WHAT IS NEEDED => In the entries that follow, the lines from the one with "Option::<T>::deserialize(deserializer).map(Some)" through the one with "pub const LICENSE_CANCELLED: &str" are the ones to write out, exactly and with both ends included. Nothing else should appear.

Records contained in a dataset
§

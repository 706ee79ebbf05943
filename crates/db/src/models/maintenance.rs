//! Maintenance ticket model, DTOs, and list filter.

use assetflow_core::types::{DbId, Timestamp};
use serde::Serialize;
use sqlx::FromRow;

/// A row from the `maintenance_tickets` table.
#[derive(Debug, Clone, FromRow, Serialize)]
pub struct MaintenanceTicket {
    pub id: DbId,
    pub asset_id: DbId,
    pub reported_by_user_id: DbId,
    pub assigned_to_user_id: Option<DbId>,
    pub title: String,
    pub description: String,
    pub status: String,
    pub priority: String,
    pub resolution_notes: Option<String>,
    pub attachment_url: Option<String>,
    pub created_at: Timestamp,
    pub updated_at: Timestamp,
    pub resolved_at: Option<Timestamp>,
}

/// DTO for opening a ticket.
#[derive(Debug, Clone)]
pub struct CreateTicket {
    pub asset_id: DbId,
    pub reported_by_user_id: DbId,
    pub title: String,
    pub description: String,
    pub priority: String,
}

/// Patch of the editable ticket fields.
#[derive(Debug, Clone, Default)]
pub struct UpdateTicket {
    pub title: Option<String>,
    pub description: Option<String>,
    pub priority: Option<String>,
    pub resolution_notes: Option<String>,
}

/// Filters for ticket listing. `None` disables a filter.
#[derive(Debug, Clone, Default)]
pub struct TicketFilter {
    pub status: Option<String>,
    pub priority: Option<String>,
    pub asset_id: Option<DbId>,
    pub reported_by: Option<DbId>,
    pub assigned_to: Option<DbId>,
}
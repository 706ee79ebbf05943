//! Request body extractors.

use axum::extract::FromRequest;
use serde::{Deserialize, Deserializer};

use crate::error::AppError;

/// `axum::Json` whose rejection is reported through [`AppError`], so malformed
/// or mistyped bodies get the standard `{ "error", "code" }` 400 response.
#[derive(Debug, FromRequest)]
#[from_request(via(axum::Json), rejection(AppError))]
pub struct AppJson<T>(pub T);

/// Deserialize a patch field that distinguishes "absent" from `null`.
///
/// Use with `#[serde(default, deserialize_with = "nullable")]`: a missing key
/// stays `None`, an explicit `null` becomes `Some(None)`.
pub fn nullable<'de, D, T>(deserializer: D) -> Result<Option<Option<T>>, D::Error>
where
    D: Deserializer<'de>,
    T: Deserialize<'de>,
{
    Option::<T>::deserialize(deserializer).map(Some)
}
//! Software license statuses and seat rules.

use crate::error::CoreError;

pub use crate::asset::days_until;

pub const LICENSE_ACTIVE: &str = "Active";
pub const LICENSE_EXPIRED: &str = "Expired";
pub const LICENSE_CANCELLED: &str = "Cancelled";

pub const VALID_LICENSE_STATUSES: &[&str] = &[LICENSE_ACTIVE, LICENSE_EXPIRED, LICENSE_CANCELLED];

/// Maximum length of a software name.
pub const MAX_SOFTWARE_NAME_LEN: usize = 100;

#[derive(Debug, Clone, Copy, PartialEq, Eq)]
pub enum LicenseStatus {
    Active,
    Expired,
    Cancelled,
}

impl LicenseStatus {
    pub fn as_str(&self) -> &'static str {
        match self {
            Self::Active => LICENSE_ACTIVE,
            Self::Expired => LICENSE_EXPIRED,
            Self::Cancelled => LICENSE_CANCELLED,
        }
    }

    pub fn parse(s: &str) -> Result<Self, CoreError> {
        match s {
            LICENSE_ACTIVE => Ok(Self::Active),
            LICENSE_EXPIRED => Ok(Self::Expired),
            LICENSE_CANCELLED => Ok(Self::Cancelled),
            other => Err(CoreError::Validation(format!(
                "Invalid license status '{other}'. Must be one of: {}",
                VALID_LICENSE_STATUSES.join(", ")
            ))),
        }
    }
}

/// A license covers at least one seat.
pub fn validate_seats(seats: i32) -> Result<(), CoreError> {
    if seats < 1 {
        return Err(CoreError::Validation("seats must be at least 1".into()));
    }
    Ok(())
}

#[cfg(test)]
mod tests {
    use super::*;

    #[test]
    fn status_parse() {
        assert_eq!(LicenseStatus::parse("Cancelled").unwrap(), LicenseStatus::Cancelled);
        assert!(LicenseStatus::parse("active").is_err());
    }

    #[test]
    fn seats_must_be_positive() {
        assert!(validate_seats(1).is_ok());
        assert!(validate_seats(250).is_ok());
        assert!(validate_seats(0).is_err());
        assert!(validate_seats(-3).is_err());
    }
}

§

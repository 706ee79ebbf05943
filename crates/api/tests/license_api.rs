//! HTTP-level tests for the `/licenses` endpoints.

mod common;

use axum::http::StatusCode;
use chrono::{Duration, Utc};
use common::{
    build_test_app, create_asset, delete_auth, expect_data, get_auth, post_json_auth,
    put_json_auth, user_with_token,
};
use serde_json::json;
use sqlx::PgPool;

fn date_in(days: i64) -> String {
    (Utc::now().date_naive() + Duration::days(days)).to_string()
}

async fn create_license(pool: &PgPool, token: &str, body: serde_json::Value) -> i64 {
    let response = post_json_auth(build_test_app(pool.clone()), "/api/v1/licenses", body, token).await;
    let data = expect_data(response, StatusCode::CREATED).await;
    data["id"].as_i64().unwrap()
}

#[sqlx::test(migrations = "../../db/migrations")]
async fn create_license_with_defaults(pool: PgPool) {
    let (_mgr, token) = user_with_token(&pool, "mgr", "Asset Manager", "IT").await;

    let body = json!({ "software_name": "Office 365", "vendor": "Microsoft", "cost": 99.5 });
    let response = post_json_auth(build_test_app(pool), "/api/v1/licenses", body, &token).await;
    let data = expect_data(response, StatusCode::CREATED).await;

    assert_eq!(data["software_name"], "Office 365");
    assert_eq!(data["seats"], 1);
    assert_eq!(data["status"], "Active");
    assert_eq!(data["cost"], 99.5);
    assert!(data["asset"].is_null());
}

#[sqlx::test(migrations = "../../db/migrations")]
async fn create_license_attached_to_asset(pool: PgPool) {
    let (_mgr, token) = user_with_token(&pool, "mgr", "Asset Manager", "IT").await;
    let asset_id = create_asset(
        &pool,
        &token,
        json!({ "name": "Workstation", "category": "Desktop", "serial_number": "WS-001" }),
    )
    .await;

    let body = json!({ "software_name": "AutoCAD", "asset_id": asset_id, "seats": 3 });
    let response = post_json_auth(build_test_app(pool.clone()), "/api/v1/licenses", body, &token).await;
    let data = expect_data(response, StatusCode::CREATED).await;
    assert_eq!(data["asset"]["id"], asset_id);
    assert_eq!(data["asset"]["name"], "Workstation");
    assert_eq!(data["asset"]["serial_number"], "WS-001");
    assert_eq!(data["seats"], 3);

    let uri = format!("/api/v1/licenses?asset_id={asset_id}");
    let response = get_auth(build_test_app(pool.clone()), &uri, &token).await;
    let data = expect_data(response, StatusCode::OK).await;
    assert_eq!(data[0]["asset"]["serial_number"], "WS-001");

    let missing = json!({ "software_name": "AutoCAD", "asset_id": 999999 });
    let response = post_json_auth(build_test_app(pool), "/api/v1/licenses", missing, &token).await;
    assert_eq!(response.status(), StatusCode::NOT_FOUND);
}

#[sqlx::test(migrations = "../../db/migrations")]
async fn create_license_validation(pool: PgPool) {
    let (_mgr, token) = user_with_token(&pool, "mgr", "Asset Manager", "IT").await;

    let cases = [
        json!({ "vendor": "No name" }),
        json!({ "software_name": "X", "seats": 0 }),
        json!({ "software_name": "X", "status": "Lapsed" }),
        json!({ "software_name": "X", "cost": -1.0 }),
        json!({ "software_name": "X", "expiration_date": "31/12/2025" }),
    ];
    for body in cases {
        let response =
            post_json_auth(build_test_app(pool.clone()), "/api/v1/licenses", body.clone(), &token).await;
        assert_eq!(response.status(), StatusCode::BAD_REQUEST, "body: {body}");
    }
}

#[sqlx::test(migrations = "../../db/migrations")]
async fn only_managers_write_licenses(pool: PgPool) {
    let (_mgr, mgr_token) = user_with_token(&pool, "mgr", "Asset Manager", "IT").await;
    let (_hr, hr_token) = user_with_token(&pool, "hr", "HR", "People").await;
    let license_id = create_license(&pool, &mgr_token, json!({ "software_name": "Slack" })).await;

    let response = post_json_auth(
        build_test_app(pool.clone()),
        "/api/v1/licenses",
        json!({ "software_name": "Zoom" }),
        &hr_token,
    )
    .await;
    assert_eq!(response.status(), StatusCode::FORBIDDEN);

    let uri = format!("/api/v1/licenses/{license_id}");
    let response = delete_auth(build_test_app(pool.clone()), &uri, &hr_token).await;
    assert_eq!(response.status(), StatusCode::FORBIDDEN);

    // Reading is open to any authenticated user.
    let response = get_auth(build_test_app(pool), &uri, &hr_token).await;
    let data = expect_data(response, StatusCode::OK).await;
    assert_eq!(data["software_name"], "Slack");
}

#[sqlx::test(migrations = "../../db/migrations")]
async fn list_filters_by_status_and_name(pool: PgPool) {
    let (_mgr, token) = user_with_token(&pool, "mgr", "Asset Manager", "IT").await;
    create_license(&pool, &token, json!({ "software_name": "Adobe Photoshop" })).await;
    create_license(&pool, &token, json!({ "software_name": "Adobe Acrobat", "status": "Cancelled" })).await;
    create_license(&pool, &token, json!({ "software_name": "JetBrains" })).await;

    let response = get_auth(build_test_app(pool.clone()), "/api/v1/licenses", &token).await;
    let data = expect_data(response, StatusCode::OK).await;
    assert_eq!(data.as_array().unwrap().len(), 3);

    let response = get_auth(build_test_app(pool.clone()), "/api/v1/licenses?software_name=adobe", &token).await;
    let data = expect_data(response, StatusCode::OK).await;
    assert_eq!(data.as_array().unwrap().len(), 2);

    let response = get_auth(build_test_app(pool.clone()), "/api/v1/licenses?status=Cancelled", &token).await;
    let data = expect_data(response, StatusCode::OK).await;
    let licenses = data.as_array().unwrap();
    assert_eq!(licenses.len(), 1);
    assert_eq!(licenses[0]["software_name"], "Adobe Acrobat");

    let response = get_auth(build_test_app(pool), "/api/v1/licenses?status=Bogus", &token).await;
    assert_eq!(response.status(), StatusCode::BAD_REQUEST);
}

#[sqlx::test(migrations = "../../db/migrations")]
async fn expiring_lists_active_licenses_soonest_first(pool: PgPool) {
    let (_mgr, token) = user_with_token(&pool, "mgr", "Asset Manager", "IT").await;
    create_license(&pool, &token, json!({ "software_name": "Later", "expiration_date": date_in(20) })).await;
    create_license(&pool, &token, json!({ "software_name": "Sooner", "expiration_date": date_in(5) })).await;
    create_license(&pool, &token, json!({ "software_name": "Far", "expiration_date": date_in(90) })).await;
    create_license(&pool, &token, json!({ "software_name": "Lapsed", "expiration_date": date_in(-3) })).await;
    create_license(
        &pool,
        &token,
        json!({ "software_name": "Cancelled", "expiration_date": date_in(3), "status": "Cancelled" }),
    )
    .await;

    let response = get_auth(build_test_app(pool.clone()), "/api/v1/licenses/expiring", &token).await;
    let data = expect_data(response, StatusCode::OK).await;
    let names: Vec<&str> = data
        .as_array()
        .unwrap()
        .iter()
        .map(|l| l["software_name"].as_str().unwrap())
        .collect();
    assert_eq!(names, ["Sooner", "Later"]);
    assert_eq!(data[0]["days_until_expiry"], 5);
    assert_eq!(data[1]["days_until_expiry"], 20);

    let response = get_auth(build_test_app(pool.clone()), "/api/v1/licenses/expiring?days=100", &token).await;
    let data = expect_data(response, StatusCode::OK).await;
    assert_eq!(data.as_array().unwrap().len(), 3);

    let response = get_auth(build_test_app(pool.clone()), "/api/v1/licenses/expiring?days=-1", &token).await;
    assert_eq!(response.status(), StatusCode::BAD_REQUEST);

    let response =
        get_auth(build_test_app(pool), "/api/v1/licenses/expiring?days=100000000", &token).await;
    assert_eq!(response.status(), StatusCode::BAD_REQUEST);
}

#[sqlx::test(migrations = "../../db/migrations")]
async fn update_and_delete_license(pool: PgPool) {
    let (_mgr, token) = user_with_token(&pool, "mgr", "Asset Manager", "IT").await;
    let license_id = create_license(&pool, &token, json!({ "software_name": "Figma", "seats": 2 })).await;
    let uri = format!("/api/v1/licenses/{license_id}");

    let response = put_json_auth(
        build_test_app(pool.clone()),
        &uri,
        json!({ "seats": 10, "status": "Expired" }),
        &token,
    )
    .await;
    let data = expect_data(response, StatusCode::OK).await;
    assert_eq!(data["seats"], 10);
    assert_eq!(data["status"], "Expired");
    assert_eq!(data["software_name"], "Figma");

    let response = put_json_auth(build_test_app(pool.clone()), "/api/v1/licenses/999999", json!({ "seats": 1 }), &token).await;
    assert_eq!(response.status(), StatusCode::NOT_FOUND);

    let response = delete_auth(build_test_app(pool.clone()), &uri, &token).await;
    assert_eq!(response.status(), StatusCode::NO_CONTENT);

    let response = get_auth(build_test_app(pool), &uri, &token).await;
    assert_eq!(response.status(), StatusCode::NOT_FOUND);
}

§

RESPONSE =>
    Option::<T>::deserialize(deserializer).map(Some)
}
//! Software license statuses and seat rules.

use crate::error::CoreError;

pub use crate::asset::days_until;

pub const LICENSE_ACTIVE: &str = "Active";
pub const LICENSE_EXPIRED: &str = "Expired";
pub const LICENSE_CANCELLED: &str = "Cancelled";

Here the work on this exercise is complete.